:: RECORDS FOR THE TASK ::
use std::path::Path;

use image::{Rgb, RgbImage};
use imageproc::drawing::draw_hollow_rect_mut;
use imageproc::rect::Rect;

use crate::models::BoxPrediction;

const BOX_COLOR: Rgb<u8> = Rgb([255, 56, 56]);
const LINE_WIDTH: i32 = 2;

/// Draws every box onto a copy of `image`.
pub fn draw_boxes(image: &RgbImage, boxes: &[BoxPrediction]) -> RgbImage {
    let mut canvas = image.clone();
    let (w, h) = canvas.dimensions();
    for b in boxes {
        let x0 = b.xmin.clamp(0.0, w as f32) as i32;
        let y0 = b.ymin.clamp(0.0, h as f32) as i32;
        let x1 = b.xmax.clamp(0.0, w as f32) as i32;
        let y1 = b.ymax.clamp(0.0, h as f32) as i32;
        for inset in 0..LINE_WIDTH {
            let bw = x1 - x0 - 2 * inset;
            let bh = y1 - y0 - 2 * inset;
            if bw <= 0 || bh <= 0 {
                break;
            }
            let rect = Rect::at(x0 + inset, y0 + inset).of_size(bw as u32, bh as u32);
            draw_hollow_rect_mut(&mut canvas, rect, BOX_COLOR);
        }
    }
    canvas
}

/// Saves the annotated image, creating parent directories. Format follows the extension.
pub fn save_annotated(
    image: &RgbImage,
    boxes: &[BoxPrediction],
    path: &Path,
) -> anyhow::Result<()> {
    if let Some(parent) = path.parent() {
        std::fs::create_dir_all(parent)?;
    }
    draw_boxes(image, boxes)
        .save(path)
        .map_err(|e| anyhow::anyhow!("Failed to save annotated image {:?}: {}", path, e))?;
    Ok(())
}

#[cfg(test)]
mod tests {
    use super::*;

    #[test]
    fn box_outline_is_drawn() {
        let img = RgbImage::from_pixel(20, 20, Rgb([0, 0, 0]));
        let boxes = vec![BoxPrediction {
            label: "cup".into(),
            confidence: 0.8,
            xmin: 2.0,
            ymin: 2.0,
            xmax: 12.0,
            ymax: 12.0,
        }];
        let out = draw_boxes(&img, &boxes);
        assert_eq!(*out.get_pixel(2, 2), BOX_COLOR);
        assert_eq!(*out.get_pixel(3, 3), BOX_COLOR);
        assert_eq!(*out.get_pixel(7, 7), Rgb([0, 0, 0]));
        assert_eq!(*img.get_pixel(2, 2), Rgb([0, 0, 0]));
    }
}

:: EXERCISE ::
Could you print the material above once more, exactly as it stands?

:: WRITTEN REPLY ::
use std::path::Path;

use image::{Rgb, RgbImage};
use imageproc::drawing::draw_hollow_rect_mut;
use imageproc::rect::Rect;

use crate::models::BoxPrediction;

const BOX_COLOR: Rgb<u8> = Rgb([255, 56, 56]);
const LINE_WIDTH: i32 = 2;

/// Draws every box onto a copy of `image`.
pub fn draw_boxes(image: &RgbImage, boxes: &[BoxPrediction]) -> RgbImage {
    let mut canvas = image.clone();
    let (w, h) = canvas.dimensions();
    for b in boxes {
        let x0 = b.xmin.clamp(0.0, w as f32) as i32;
        let y0 = b.ymin.clamp(0.0, h as f32) as i32;
        let x1 = b.xmax.clamp(0.0, w as f32) as i32;
        let y1 = b.ymax.clamp(0.0, h as f32) as i32;
        for inset in 0..LINE_WIDTH {
            let bw = x1 - x0 - 2 * inset;
            let bh = y1 - y0 - 2 * inset;
            if bw <= 0 || bh <= 0 {
                break;
            }
            let rect = Rect::at(x0 + inset, y0 + inset).of_size(bw as u32, bh as u32);
            draw_hollow_rect_mut(&mut canvas, rect, BOX_COLOR);
        }
    }
    canvas
}

/// Saves the annotated image, creating parent directories. Format follows the extension.
pub fn save_annotated(
    image: &RgbImage,
    boxes: &[BoxPrediction],
    path: &Path,
) -> anyhow::Result<()> {
    if let Some(parent) = path.parent() {
        std::fs::create_dir_all(parent)?;
    }
    draw_boxes(image, boxes)
        .save(path)
        .map_err(|e| anyhow::anyhow!("Failed to save annotated image {:?}: {}", path, e))?;
    Ok(())
}

#[cfg(test)]
mod tests {
    use super::*;

    #[test]
    fn box_outline_is_drawn() {
        let img = RgbImage::from_pixel(20, 20, Rgb([0, 0, 0]));
        let boxes = vec![BoxPrediction {
            label: "cup".into(),
            confidence: 0.8,
            xmin: 2.0,
            ymin: 2.0,
            xmax: 12.0,
            ymax: 12.0,
        }];
        let out = draw_boxes(&img, &boxes);
        assert_eq!(*out.get_pixel(2, 2), BOX_COLOR);
        assert_eq!(*out.get_pixel(3, 3), BOX_COLOR);
        assert_eq!(*out.get_pixel(7, 7), Rgb([0, 0, 0]));
        assert_eq!(*img.get_pixel(2, 2), Rgb([0, 0, 0]));
    }
}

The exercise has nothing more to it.